Cosa cambia: il filo decentrato
In realtà, molte cose cambiano, solo in parte imprevedibilmente. In questa seconda stagione il “superamento” (una presa di consapevolezza) del trauma ha creato uno vuoto narrativo importante, per cui, soprattutto all’inizio, si ha l’impressione di un filo decentrato, di una pacatezza nuova, di un racconto normale, più aderente alla piattezza della vita “reale”. Soprattutto, se è vero che l’invecchiamento e la malattia rimangono al centro (concentrando sul tema i migliori momenti comici), a contendere il podio c’è il tema delle relazioni, sentimentali o parentali: per questo motivo, le figure “subalterne” Phoebe e Mindy, figlie rispettivamente di Norman e Sandy, conquistano la ribalta.
Phoebe
[Spoiler] Phoebe è impegnata nella riconciliazione col padre Norman e con la madre Eileen, che si presentifica a entrambi e con fare quasi magico ne influenza (sempre come proiezione psicologica) le azioni, per quanto possibile. Norman si rende disponibile alla riconciliazione, però, soprattutto per l’intervento di Madelyn (Jane Seymour), vecchia-nuova fiamma.
Mindy
[Spoiler] Mindy ha un compagno, Martin (un Paul Reiser impegnato anche in Stranger Things) della stessa età del padre. Il cortocircuito è totale, poiché mette in campo anche una certa vulgata ipocrisia nei rapporti: nella società americana un uomo anziano che si relaziona con una donna giovane è accettato, il contrario è pregiudiziosamente contestato o comunque ritenuto anormale. Cortocircuito totale, certo, ma utile alla rimessa in carreggiata. Il personaggio di Lisa, a conclusione, è quello ancora meno approfondito.
Vitalità e mortalità, sul tema principale
L’allestimento di Lorre è però, dopotutto, un allestimento spietato: è vero che c’è una ricostruzione, soprattutto relazionale, e un rimescolamento gerarchico, ma è a un passo dalla fine, cioè a un passo dalla de-significazione, perciò i conti sono sempre in tasca della coppia di amici, Sandy e Norman. Il miglioramento delle linee caratteriali di alcuni personaggi indica soprattutto che per i due protagonisti aleggia uno spettro, ed è uno spettro imparentato con la solitudine, per questo vengono progressivamente o abbandonati i luoghi o popolati, perché l’assenza è ingestibile al pari di una presenza che espone senza riguardi la propria vitalità. Vitalità, anche “urgenza” o “spontaneità”, pure – diciamolo – “ingenuità” (bonariamente intesa) che è l’elemento portante di un certo tipo di filosofia della recitazione, altro clou destinato a piegarsi su sé stesso e render critici diversi episodi. Vitalità che, nel caso di Norman, coincide con il tentativo della ricerca di un “senso”, anche uno qualunque, [Spoiler] persino in scientology.

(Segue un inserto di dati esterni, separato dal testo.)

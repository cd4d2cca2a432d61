//! Statische Annotationen: Zentralstation und Erasmus-Campus.
//!
//! Reine Konfiguration: feste Koordinaten, Icons und Popup-Texte aus
//! `shared::options`, einmalig beim Start eingetragen.

use crate::core::annotations::{AreaRectangle, HighlightCircle, Icon};
use crate::core::SharedAnnotations;
use crate::shared::options::{
    CAMPUS_LABEL, CAMPUS_POS, CAMPUS_RECT_COLOR, CAMPUS_RECT_FILL, CAMPUS_RECT_LABEL,
    CAMPUS_RECT_MAX, CAMPUS_RECT_MIN, CAMPUS_RECT_WEIGHT, FADING_STYLE_ID, HIGHLIGHT_RADIUS_M,
    STATION_CIRCLE_COLOR, STATION_CIRCLE_FILL, STATION_LABEL, STATION_POS,
};

/// Trägt die statischen Marker und Flächen in die Annotations-Ebene ein.
pub fn install(annotations: &SharedAnnotations) {
    let Ok(mut layer) = annotations.lock() else {
        log::error!("Annotations-Lock fehlgeschlagen (Mutex vergiftet)");
        return;
    };

    // Violetter Marker plus Highlight-Kreis für die Zentralstation;
    // das Popup startet geöffnet.
    let station = layer.add_marker(STATION_POS, Icon::violet(), STATION_LABEL);
    layer.open_popup(station);
    layer.add_circle(HighlightCircle {
        pos: STATION_POS,
        radius_m: HIGHLIGHT_RADIUS_M,
        color: STATION_CIRCLE_COLOR,
        fill_color: STATION_CIRCLE_FILL,
        style_class: Some(FADING_STYLE_ID.to_string()),
    });
    log::info!("Station: [{}, {}]", STATION_POS.lat, STATION_POS.lon);

    // Roter Marker und Flächen-Rechteck für den Erasmus-Campus
    layer.add_marker(CAMPUS_POS, Icon::red(), CAMPUS_LABEL);
    layer.add_rectangle(AreaRectangle {
        min: CAMPUS_RECT_MIN,
        max: CAMPUS_RECT_MAX,
        color: CAMPUS_RECT_COLOR,
        weight: CAMPUS_RECT_WEIGHT,
        fill_color: CAMPUS_RECT_FILL,
        popup_text: Some(CAMPUS_RECT_LABEL.to_string()),
        popup_open: false,
    });
    log::info!("Campus: [{}, {}]", CAMPUS_POS.lat, CAMPUS_POS.lon);
}

#[cfg(test)]
mod tests {
    use super::*;
    use crate::core::shared_layer;

    #[test]
    fn test_install_erzeugt_feste_annotationen() {
        let annotations = shared_layer();
        install(&annotations);

        let layer = annotations.lock().expect("Lock");
        assert_eq!(layer.marker_count(), 2);
        assert_eq!(layer.circle_count(), 1);
        assert_eq!(layer.rectangle_count(), 1);

        // Stations-Popup startet geöffnet, Campus-Popup geschlossen
        assert!(layer.markers()[0].popup_open);
        assert!(!layer.markers()[1].popup_open);
        assert_eq!(layer.markers()[0].popup_text, "Brussels Central Station");

        // Der statische Kreis referenziert die Stil-Klasse, ohne den
        // Stil selbst zu registrieren
        assert_eq!(
            layer.circles()[0].style_class.as_deref(),
            Some("fading-style")
        );
        assert!(!layer.fading_style_installed());
    }
}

Pur sempre una commedia esilarante
Il metodo Kominsky però è sostanzialmente una comedy, quasi una sit-com, ed è bene non dimenticarlo: gli ambienti sono molteplici e mancano le risate fuoricampo ma i tempi e la sostanza quasi-esclusivamente dialogica delle puntate indicano un asservimento all’ironia, al comico e alla battuta, cioè la necessità di far ridere il pubblico. E infatti la serie è esilarante. Il tragico messo in mostra nella serie è al punto finale del cerchio, per cui si sovrappone con l’inizio della circolarità, il comico.
Altra differenza con la prima stagione è il finale: niente spoiler, semplicemente mentre per la prima sequenza narrativa i fatti potevano sembrare autoconclusivi, qui la proiezione è tutta futura – in una sorta di conato vitale – ed è perciò difficile fare adesso i conti, se non scorretto metodologicamente. Il trailer della seconda stagione sia di buon auspicio per il rinnovo!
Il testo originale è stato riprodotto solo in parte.